Want Great Feedback? Use "Stop, Start, Continue"
An easy way to get to the info you really need...
I just volunteered at The Nantucket Project. The line-up was AWESOME! The organizers did a super job in attracting a wonderful variety of presenters who challenged the audience to think. More.
And then I received the request for feedback, as a volunteer. And I will definitely do it, because, there is always an opportunity to improve... But it makes me wonder... We can all think about that painful questions that we hear after an event, workshop, party, program. "What feedback do you have to make it better?"
Do they really want my criticism?
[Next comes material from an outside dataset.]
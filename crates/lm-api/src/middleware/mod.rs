//! # Middleware
//!
//! Tower middleware applied to the authenticated API router.

pub mod metrics;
Is it career limiting to say what I feel? Are you sure you don't want to just hear how great it was?
Here is a GREAT way to open up discussion, and get valuable, useful feedback.
Stop - Start - Continue
The concept is simple, and the implementation is just as simple. Ask those whose feedback you value to categorize their feedback as either
"stop" - it didn't work, or may not be useful in the future
"start" - a new idea that wasn't used, but could be helpful
"continue" - a validation of what worked, and should be continued
Quite simply, all this does is get to asking these three questions: What do we need to start doing? What do we need to stop doing? What do we need to continue doing?
Soliciting this feedback can be done in many ways.
Index cards: This is my favorite. I've used pink, green, and blue index cards, and asked that each feedback idea be placed on one of the cards. Red for stop, green for start, blue for continue. I ask every person to write at least one on each card. These can be collected and discussed anonymously, or participants can just read from their cards. Makes it easy to collect after the debrief session too.
Surveys: You can do the same with paper or online surveys.
Flip charting: Use three separate pages and record the stop, start and continue ideas on separate pages.
The "stop" part is really valuable. I've found it's easy to keep adding new tasks while continuing to do the old tasks. It's much, much harder to identify those things we should stop doing. We can't continue to pile more and more work on people and expect them to perform at consistently high levels. There is only so much time to accomplish the work at hand.